The cluster analysis was conducted using the UPGMA method to determine the genetic diversity among 65 wheat genotypes. The genotypes were classified into 3 groups such as cluster I, II, an III, which was consistent with the findings (Wang et al., 2017). Many scientists have implemented these strategies in wheat breeding schemes and have achieved informative results (Tsonev et al., 2021; Zatybekov et al., 2021; Ahmed et al., 2017; Salehi et al., 2018). In this study, the observed cluster III with genotypes G3 (P3-2-2-P9), G23 (P3-18-10-P15) and G61 (BARI Gom-30) exhibited a greater genetic divergence in comparison to the remaining two groups. The individuals within this cluster had a higher degree of dissimilarity compared to the other two cluster members.

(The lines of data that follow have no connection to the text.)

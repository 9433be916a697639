//! SVG generation scenarios
//!
//! Each scenario owns its fixed system instruction and, when the provider
//! supports it, the structured-output contract sent along with the request.

use serde_json::{Value, json};

use super::models::{ChatCompletionRequest, ChatMessage};

const FREEFORM_PROMPT: &str = "You are an SVG code generator. Generate SVG code for the following prompt. \
Make sure to include ids for each part of the generated SVG.";

const STRUCTURED_PROMPT: &str = "You are an SVG generator. Respond ONLY with valid JSON in the format: \
{ \"message\": string, \"SVGCode\": string }";

#[derive(Debug, Clone, Copy, PartialEq, Eq)]
pub enum SvgScenario {
    /// Caller supplies the transcript, the raw reply message is returned
    Freeform,
    /// Single prompt, reply must be a `{message, SVGCode}` JSON object
    Structured,
}

impl SvgScenario {
    pub fn system_prompt(&self) -> &'static str {
        match self {
            SvgScenario::Freeform => FREEFORM_PROMPT,
            SvgScenario::Structured => STRUCTURED_PROMPT,
        }
    }

    /// JSON schema `response_format` for providers with structured output
    pub fn response_format(&self) -> Option<Value> {
        match self {
            SvgScenario::Freeform => None,
            SvgScenario::Structured => Some(json!({
                "type": "json_schema",
                "json_schema": {
                    "name": "svg",
                    "strict": true,
                    "schema": {
                        "type": "object",
                        "properties": {
                            "message": {"type": "string"},
                            "SVGCode": {"type": "string"}
                        },
                        "required": ["message", "SVGCode"],
                        "additionalProperties": false
                    }
                }
            })),
        }
    }

    /// Prepend the scenario's system message to `messages`, which are sent as given
    pub fn build_request(
        &self,
        model: &str,
        messages: Vec<Value>,
        with_schema: bool,
    ) -> ChatCompletionRequest {
        let mut all = Vec::with_capacity(messages.len() + 1);
        all.push(ChatMessage::system(self.system_prompt()).into());
        all.extend(messages);

        ChatCompletionRequest {
            model: model.to_string(),
            messages: all,
            response_format: if with_schema { self.response_format() } else { None },
        }
    }
}

#[cfg(test)]
mod tests {
    use super::*;

    #[test]
    fn test_system_message_is_prepended() {
        let req = SvgScenario::Freeform.build_request(
            "openai/gpt-oss-20b",
            vec![
                ChatMessage::user("a cat").into(),
                json!({"role": "assistant", "content": null, "refusal": "no"}),
            ],
            true,
        );
        assert_eq!(req.messages.len(), 3);
        assert_eq!(req.messages[0]["role"], "system");
        assert!(req.messages[0]["content"].as_str().unwrap().contains("include ids"));
        assert_eq!(req.messages[1], json!({"role": "user", "content": "a cat"}));
        assert_eq!(req.messages[2]["refusal"], "no");
        assert!(req.response_format.is_none());
    }

    #[test]
    fn test_structured_schema_is_optional() {
        let with = SvgScenario::Structured.build_request("codellama", vec![], true);
        let format = with.response_format.unwrap();
        assert_eq!(format["json_schema"]["schema"]["required"][1], "SVGCode");

        let without = SvgScenario::Structured.build_request("codellama", vec![], false);
        assert!(without.response_format.is_none());
    }
}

The genotypes within this cluster exhibited greater genetic diversity compared to the genotypes within other clusters. A group researcher classified 20 Egyptian wheat landraces and two cultivars based on 10 SSR markers into four clusters based on the UPGMA method for genetic diversity analysis and clearly revealed the significant molecular diversity of the Egyptian wheat landraces and cultivars (Al-Naggar et al., 2020). Based on the degree of diversity, the UPGMA analysis can result in the formation of two clusters or four clusters (El-Bakatoushi, 2019; Haque et al., 2021). Furthermore, genetic diversity studies have indicated as many as 9 clusters and 13 clusters (Naceur et al., 2012; Schuster et al., 2009).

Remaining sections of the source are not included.